TASK STATEMENT
Where a line holds the word "crate", copy that line from the data below.

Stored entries
//! Client sessions.
//!
//! A [`Session`] is the owner identity assigned at connection setup plus the one
//! transport every device and PID controller of that owner shares. It builds
//! [`Device`]s from discovery data and hands out PID controllers already bound to the
//! connection.
//!
//! ## Persistence
//!
//! - **`save_controllers`**: Writes controller definitions (name, signals, parameters)
//!   to a JSON file.
//! - **`load_controllers`**: Reads them back. Loaded controllers are unregistered; call
//!   `create()` to recreate them on the server.

use anyhow::{Context, Result};
use serde::{Deserialize, Serialize};
use serde_json::Value;
use std::fs;
use std::path::Path;
use tracing::info;

use crate::config::ClientConfig;
use crate::device::{Device, DeviceDescriptor, UserId};
use crate::error::AqResult;
use crate::pid::{AccessorData, Pid, PidController, PidDefinition};
use crate::transport::{RequestOptions, Transport};

/// Owner identity and shared connection.
#[derive(Debug, Clone)]
pub struct Session {
    config: ClientConfig,
    user_id: UserId,
    transport: Transport,
}

impl Session {
    /// Validate `config` and connect to its server.
    pub fn connect(config: ClientConfig) -> AqResult<Self> {
        config.validate()?;
        let transport = Transport::connect(&config)?;
        let session = Self::from_transport(config, transport);
        info!(user_id = %session.user_id, address = %session.config.server.address(), "Session connected");
        Ok(session)
    }

    /// Use an existing transport (for example one over a `MockLink`).
    #[must_use]
    pub fn from_transport(config: ClientConfig, transport: Transport) -> Self {
        let user_id = config
            .server
            .user_id
            .parse()
            .unwrap_or_else(|never: std::convert::Infallible| match never {});
        Self {
            config,
            user_id,
            transport,
        }
    }

    /// Owner identity
    #[must_use]
    pub fn user_id(&self) -> &UserId {
        &self.user_id
    }

    /// Configuration the session was built with
    #[must_use]
    pub fn config(&self) -> &ClientConfig {
        &self.config
    }

    /// Shared transport
    #[must_use]
    pub fn transport(&self) -> &Transport {
        &self.transport
    }

    /// Bind a discovered device to this session's connection.
    #[must_use]
    pub fn device(&self, descriptor: DeviceDescriptor) -> Device {
        Device::new(self.transport.clone(), descriptor, &self.config.transport)
    }

    /// Build every device listed in discovery entries (`{"base": {...}, "live": [...]}`).
    ///
    /// Entries owned by another user are skipped.
    pub fn devices_from_setup(&self, entries: &[Value]) -> AqResult<Vec<Device>> {
        let mut devices = Vec::with_capacity(entries.len());
        for entry in entries {
            let descriptor = DeviceDescriptor::from_setup_entry(entry)?;
            if descriptor.identity.user_id == self.user_id {
                devices.push(self.device(descriptor));
            }
        }
        info!(count = devices.len(), "Devices discovered");
        Ok(devices)
    }

    /// Retry parameters for PID create/update/delete round trips.
    #[must_use]
    pub fn pid_options(&self) -> RequestOptions {
        RequestOptions::from_config(&self.config.transport).with_attempts(self.config.pid.sync_attempts)
    }

    /// Bind `controller` to this session's connection.
    pub fn assign(&self, controller: &mut PidController) {
        controller.assign(self.transport.clone(), self.pid_options());
    }

    /// A new controller bound to this session, not yet created on the server.
    #[must_use]
    pub fn pid_controller(&self, name: Option<&str>, input: AccessorData, output: AccessorData, pid: Pid) -> PidController {
        let mut controller = PidController::new(name.map(str::to_string), input, output, pid);
        self.assign(&mut controller);
        controller
    }
}

/// On-disk set of controller definitions.
#[derive(Debug, Default, Serialize, Deserialize)]
#[serde(deny_unknown_fields)]
pub struct ControllerFile {
    /// Saved controllers
    pub controllers: Vec<PidDefinition>,
}

/// Saves controller definitions to a JSON file.
pub fn save_controllers(controllers: &[PidController], path: &Path) -> Result<()> {
    let file = ControllerFile {
        controllers: controllers.iter().map(|c| c.definition().clone()).collect(),
    };
    let json = serde_json::to_string_pretty(&file)?;
    fs::write(path, json).with_context(|| format!("writing {}", path.display()))?;
    Ok(())
}

/// Loads controller definitions from a JSON file.
pub fn load_controllers(path: &Path) -> Result<Vec<PidDefinition>> {
    let json = fs::read_to_string(path).with_context(|| format!("reading {}", path.display()))?;
    let file: ControllerFile = serde_json::from_str(&json)?;
    Ok(file.controllers)
}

RESULT
use crate::config::ClientConfig;
use crate::device::{Device, DeviceDescriptor, UserId};
use crate::error::AqResult;
use crate::pid::{AccessorData, Pid, PidController, PidDefinition};
use crate::transport::{RequestOptions, Transport};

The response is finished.